*WHAT YOU NEED TO DO:*
If a line of the data below contains the string "queued", copy it into your answer.

++++ RECORDS FOR THE TASK ++++

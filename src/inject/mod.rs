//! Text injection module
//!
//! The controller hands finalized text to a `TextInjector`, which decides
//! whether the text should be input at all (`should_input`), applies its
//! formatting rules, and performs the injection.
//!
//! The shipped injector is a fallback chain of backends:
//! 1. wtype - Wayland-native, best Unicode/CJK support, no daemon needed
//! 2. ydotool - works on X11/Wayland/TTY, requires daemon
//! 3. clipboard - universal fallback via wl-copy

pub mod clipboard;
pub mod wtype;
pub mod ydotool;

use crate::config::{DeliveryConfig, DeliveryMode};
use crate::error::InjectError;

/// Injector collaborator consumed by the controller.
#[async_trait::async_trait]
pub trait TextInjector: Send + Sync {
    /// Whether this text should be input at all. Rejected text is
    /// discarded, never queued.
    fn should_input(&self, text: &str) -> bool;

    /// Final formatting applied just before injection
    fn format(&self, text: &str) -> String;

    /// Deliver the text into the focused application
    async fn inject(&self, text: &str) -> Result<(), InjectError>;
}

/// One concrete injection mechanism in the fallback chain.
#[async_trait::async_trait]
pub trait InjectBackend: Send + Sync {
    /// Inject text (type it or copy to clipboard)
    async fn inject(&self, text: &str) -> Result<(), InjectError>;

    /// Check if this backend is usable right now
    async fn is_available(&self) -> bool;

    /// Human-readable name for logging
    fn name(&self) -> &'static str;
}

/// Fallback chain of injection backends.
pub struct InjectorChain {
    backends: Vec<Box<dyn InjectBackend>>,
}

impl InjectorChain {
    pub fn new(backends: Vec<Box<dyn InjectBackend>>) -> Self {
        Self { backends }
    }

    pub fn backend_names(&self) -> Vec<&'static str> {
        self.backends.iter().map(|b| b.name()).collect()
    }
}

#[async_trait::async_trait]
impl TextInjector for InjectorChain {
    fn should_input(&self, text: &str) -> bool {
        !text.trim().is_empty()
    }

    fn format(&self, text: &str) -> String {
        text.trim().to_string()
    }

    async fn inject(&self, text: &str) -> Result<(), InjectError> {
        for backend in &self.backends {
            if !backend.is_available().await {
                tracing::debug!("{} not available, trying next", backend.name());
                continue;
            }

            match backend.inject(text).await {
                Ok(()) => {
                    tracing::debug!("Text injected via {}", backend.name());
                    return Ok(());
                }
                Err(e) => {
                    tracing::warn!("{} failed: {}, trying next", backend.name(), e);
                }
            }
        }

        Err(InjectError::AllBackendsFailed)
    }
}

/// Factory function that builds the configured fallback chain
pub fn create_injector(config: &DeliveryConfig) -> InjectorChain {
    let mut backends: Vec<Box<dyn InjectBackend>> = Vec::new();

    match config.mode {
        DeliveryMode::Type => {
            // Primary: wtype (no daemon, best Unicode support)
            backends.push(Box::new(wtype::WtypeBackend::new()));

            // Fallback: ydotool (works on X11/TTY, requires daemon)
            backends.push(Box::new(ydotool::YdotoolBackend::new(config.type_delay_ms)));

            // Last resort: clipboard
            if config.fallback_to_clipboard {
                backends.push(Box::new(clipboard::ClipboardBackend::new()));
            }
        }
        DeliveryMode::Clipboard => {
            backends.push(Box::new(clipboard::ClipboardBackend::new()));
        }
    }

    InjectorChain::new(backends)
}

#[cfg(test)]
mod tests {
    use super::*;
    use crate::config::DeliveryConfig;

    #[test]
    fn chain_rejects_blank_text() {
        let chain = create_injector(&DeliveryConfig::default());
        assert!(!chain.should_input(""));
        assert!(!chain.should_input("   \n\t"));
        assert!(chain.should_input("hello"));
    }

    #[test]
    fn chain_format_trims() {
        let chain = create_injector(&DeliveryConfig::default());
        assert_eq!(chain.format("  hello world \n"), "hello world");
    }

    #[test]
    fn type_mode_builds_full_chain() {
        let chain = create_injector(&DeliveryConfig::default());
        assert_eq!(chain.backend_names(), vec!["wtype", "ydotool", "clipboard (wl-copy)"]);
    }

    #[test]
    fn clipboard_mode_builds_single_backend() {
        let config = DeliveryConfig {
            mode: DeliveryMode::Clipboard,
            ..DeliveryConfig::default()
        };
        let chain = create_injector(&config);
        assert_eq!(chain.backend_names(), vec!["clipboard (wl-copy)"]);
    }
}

++++
++++ RECORDS FOR THE TASK ++++

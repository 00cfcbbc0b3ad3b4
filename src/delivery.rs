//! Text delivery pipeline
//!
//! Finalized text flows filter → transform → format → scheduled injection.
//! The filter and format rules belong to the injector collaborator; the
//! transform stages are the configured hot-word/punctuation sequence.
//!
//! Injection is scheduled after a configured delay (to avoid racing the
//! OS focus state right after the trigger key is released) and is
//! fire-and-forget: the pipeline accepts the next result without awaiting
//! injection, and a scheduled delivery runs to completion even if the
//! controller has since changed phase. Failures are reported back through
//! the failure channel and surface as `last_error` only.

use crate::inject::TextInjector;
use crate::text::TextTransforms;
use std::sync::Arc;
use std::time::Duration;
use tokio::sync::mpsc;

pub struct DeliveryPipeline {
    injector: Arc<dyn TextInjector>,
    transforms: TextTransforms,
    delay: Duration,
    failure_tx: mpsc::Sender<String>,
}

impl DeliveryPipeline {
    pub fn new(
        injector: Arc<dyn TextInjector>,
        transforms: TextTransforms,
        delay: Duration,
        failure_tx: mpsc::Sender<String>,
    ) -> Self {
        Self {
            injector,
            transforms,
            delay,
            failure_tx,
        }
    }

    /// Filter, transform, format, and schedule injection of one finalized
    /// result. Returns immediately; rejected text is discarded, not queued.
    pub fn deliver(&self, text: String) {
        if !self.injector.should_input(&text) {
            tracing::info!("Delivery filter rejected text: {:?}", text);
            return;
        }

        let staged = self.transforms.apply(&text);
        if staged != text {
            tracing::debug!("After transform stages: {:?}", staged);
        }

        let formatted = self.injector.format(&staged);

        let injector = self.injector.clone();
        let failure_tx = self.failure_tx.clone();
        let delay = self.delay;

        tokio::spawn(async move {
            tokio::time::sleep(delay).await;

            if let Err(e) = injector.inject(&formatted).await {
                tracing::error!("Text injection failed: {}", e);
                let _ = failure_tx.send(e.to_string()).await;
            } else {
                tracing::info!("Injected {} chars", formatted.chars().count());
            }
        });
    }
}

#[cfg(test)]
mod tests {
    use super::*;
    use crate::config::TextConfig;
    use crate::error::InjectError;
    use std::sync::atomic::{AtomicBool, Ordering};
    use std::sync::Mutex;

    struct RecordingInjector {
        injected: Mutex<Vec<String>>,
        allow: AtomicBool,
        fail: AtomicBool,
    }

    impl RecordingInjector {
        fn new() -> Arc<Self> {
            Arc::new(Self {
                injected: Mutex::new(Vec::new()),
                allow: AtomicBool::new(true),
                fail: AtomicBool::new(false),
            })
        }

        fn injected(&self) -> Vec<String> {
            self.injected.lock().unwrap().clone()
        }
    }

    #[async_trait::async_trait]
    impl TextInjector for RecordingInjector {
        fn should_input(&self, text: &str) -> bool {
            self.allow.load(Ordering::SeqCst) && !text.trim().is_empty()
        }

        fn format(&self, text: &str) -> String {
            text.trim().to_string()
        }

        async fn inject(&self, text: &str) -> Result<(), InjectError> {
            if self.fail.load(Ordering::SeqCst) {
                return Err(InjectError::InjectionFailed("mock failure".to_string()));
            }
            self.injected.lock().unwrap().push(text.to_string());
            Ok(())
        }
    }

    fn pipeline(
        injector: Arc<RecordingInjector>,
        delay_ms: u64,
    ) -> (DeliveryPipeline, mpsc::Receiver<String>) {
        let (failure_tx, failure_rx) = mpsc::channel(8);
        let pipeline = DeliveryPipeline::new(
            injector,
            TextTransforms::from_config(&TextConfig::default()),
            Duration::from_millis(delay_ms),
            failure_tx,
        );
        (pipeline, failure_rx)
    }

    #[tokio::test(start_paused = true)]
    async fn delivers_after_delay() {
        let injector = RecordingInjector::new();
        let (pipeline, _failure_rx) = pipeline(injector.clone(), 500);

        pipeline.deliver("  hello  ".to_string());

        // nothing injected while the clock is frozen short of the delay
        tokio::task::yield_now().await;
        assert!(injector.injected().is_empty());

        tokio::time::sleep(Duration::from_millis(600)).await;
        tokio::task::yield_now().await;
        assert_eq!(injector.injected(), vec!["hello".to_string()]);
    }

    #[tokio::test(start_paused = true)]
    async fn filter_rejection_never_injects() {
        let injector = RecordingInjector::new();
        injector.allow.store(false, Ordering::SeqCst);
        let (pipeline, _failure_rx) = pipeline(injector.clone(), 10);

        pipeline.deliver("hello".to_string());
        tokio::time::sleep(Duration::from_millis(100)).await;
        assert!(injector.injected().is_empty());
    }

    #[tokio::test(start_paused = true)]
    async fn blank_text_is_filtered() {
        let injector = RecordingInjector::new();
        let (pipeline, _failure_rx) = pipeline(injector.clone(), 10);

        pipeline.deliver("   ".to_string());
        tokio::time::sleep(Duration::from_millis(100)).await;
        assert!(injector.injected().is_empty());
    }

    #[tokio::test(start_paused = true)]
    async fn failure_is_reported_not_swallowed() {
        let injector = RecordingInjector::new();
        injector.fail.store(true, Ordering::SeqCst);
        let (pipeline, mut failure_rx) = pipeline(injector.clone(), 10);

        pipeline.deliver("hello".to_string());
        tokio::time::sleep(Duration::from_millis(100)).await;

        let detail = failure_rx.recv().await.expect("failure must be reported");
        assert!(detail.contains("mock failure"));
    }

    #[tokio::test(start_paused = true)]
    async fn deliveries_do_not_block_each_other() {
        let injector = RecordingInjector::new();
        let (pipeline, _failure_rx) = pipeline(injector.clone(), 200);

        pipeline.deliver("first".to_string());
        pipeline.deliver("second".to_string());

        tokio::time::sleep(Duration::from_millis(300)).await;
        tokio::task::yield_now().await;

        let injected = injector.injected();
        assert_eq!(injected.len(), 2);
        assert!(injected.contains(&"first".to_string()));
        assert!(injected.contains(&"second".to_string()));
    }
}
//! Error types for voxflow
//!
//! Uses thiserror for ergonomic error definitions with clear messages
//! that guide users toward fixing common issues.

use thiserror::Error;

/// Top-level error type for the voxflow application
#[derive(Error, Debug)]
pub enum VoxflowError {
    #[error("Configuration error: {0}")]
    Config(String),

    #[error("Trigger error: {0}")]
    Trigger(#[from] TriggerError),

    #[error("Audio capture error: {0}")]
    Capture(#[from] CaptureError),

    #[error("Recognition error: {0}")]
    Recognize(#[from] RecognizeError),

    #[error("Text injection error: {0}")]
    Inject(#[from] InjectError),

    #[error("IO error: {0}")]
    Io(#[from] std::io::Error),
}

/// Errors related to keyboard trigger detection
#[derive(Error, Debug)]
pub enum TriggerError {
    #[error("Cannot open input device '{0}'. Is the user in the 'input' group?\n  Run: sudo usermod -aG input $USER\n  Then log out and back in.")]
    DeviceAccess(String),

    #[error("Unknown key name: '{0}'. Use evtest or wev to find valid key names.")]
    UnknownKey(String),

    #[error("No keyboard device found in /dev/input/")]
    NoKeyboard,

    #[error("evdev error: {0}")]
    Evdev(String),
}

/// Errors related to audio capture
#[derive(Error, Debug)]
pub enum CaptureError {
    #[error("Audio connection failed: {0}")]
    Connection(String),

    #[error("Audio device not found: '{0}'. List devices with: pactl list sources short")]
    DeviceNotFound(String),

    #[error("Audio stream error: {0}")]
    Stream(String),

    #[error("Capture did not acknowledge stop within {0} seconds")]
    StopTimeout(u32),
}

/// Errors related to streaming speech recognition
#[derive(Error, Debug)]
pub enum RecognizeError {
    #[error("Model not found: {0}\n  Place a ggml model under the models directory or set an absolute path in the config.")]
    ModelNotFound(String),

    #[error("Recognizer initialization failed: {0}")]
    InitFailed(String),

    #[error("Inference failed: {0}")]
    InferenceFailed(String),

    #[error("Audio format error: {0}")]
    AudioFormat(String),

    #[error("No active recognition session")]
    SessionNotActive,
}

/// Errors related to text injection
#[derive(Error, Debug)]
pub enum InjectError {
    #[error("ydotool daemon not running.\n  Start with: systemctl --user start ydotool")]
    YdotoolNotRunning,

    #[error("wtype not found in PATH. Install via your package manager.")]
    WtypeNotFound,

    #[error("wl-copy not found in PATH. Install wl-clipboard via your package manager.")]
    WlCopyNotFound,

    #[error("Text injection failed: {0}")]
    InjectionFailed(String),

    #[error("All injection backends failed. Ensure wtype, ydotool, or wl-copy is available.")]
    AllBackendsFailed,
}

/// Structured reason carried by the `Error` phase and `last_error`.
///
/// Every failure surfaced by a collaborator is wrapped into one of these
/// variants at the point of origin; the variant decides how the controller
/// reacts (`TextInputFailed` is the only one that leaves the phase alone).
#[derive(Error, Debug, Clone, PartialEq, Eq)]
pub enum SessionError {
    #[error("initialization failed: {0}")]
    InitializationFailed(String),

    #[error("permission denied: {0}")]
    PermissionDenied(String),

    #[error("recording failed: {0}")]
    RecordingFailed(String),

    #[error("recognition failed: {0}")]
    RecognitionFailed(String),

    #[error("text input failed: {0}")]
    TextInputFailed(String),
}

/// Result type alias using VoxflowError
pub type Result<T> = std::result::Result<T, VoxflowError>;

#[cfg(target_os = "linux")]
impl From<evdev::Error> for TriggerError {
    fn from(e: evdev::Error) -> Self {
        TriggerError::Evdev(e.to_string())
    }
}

++++
++++ RECORDS FOR THE TASK ++++

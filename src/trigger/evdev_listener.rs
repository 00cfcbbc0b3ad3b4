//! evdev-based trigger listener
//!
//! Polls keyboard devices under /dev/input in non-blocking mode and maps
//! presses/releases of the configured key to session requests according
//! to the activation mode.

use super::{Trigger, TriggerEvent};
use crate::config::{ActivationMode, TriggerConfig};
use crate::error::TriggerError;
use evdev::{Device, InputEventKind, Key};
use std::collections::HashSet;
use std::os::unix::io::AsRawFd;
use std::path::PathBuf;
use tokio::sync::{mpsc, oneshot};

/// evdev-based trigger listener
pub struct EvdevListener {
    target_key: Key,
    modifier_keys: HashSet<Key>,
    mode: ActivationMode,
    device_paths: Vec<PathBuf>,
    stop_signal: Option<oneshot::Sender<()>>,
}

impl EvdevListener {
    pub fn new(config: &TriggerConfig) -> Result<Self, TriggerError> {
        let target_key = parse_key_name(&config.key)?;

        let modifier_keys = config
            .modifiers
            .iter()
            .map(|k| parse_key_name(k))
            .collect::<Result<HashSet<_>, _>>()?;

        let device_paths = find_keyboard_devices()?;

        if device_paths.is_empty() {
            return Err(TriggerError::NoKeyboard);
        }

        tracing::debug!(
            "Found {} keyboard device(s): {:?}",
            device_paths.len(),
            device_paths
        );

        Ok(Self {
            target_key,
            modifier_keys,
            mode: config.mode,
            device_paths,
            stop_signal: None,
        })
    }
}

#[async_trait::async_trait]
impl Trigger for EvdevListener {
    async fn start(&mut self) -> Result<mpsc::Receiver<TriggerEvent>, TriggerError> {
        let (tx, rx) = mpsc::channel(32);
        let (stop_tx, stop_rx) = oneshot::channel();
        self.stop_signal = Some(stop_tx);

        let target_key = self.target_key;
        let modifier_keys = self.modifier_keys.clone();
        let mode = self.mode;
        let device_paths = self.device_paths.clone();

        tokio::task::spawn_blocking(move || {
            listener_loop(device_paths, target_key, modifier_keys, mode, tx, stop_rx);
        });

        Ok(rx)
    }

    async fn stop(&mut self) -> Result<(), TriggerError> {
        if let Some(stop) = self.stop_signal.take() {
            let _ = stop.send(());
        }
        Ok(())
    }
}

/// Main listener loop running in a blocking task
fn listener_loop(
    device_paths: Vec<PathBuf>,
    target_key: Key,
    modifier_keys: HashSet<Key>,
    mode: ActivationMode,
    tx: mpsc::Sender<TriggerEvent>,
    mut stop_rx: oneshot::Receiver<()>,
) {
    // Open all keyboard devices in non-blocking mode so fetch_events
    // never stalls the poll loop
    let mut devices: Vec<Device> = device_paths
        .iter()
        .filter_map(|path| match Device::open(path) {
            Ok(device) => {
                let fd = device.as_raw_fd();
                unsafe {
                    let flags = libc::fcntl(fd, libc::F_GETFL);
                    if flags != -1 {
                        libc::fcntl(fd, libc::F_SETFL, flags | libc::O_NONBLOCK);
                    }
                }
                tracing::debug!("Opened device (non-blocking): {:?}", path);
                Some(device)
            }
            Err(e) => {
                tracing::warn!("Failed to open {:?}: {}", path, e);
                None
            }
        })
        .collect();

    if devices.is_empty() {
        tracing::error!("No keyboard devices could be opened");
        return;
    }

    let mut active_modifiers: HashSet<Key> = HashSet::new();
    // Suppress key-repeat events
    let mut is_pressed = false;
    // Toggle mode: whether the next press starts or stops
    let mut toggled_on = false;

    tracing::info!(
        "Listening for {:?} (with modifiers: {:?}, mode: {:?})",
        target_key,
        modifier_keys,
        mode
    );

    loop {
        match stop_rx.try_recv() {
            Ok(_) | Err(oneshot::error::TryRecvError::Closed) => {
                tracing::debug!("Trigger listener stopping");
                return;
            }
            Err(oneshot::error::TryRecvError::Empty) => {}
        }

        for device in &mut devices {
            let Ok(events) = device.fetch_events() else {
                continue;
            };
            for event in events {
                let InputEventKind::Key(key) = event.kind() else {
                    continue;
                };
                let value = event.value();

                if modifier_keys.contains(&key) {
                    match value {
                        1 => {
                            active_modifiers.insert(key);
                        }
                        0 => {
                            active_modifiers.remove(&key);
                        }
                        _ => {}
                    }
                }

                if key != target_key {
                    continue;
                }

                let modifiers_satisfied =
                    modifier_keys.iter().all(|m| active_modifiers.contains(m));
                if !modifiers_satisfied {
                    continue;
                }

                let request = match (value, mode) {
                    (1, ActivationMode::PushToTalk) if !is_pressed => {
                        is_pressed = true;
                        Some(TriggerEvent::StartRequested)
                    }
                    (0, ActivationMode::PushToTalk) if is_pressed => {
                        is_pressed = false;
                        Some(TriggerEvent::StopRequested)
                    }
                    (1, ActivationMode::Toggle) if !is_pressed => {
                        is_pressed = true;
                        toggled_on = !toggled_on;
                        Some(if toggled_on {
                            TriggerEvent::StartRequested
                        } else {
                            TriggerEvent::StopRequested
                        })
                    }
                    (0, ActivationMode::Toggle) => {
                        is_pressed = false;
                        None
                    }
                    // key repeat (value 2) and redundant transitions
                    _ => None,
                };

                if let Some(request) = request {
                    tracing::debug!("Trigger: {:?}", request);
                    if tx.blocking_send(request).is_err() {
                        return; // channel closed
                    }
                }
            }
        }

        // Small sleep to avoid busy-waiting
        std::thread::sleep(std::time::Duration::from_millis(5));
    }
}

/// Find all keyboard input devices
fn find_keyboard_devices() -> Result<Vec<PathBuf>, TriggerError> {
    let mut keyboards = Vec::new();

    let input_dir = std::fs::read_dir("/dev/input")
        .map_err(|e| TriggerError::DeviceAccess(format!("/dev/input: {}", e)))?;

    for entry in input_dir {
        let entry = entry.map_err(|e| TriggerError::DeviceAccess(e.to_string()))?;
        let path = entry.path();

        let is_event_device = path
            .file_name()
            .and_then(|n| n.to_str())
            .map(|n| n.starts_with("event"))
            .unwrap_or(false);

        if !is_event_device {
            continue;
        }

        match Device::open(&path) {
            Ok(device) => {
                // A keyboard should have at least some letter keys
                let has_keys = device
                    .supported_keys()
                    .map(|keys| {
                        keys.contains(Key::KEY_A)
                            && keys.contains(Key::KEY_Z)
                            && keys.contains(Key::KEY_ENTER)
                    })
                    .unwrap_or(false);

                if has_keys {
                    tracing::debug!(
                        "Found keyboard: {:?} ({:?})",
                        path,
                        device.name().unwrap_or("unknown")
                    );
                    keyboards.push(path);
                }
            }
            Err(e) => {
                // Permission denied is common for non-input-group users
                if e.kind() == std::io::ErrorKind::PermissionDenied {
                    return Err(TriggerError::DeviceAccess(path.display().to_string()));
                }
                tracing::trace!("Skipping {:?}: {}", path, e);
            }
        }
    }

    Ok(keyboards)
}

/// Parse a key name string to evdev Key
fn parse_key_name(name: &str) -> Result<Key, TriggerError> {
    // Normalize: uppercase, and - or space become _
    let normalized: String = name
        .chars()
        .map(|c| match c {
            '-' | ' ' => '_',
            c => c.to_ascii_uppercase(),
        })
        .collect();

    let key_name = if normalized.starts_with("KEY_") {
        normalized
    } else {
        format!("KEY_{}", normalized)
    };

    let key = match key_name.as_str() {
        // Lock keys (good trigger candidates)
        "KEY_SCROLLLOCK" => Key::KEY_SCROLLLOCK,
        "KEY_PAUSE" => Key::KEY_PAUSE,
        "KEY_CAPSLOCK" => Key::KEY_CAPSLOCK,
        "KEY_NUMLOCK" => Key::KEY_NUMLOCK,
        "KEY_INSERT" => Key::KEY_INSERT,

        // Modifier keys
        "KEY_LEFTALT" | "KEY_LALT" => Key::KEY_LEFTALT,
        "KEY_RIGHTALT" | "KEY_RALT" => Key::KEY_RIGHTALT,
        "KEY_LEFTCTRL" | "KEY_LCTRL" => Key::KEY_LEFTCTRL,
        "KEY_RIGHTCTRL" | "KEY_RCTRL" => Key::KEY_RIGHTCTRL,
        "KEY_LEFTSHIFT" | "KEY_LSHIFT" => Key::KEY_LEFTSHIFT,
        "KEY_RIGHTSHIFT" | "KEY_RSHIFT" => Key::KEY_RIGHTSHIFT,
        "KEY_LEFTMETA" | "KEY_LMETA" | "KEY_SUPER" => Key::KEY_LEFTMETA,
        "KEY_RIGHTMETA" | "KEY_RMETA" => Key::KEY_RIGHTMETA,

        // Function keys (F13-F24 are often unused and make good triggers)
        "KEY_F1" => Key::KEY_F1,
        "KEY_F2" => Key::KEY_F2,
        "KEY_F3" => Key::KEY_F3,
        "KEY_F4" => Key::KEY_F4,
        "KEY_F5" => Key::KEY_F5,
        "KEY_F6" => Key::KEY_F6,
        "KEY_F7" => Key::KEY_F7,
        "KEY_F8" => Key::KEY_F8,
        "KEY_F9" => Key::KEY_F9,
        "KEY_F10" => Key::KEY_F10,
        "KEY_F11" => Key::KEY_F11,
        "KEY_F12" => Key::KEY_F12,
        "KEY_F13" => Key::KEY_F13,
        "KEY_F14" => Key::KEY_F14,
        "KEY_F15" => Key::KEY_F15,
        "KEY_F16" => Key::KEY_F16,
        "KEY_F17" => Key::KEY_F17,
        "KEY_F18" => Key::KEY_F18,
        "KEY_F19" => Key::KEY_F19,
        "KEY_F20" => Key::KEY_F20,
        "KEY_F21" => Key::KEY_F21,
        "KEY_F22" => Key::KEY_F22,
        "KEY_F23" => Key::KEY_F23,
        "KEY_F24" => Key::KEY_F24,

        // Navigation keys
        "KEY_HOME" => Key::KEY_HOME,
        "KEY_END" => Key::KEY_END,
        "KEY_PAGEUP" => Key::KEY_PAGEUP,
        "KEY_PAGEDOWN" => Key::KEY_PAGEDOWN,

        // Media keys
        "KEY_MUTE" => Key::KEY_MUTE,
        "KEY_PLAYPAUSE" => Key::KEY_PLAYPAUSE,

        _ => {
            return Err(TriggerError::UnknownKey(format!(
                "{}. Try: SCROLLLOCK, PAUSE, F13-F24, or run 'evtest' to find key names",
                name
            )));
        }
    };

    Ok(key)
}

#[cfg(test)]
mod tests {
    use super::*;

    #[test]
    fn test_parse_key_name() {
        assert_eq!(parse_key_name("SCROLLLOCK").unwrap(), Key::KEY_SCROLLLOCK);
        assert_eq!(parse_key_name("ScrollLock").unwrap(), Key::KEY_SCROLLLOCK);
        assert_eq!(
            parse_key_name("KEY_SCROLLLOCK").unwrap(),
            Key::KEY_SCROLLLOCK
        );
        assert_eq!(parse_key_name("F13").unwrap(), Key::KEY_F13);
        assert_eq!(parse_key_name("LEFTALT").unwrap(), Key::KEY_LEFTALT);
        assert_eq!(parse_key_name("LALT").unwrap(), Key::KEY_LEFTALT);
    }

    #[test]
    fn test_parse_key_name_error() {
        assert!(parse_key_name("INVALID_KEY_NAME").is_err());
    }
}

++++

*SOLUTION FOR THIS EXERCISE:*
    /// discarded, never queued.
    /// result. Returns immediately; rejected text is discarded, not queued.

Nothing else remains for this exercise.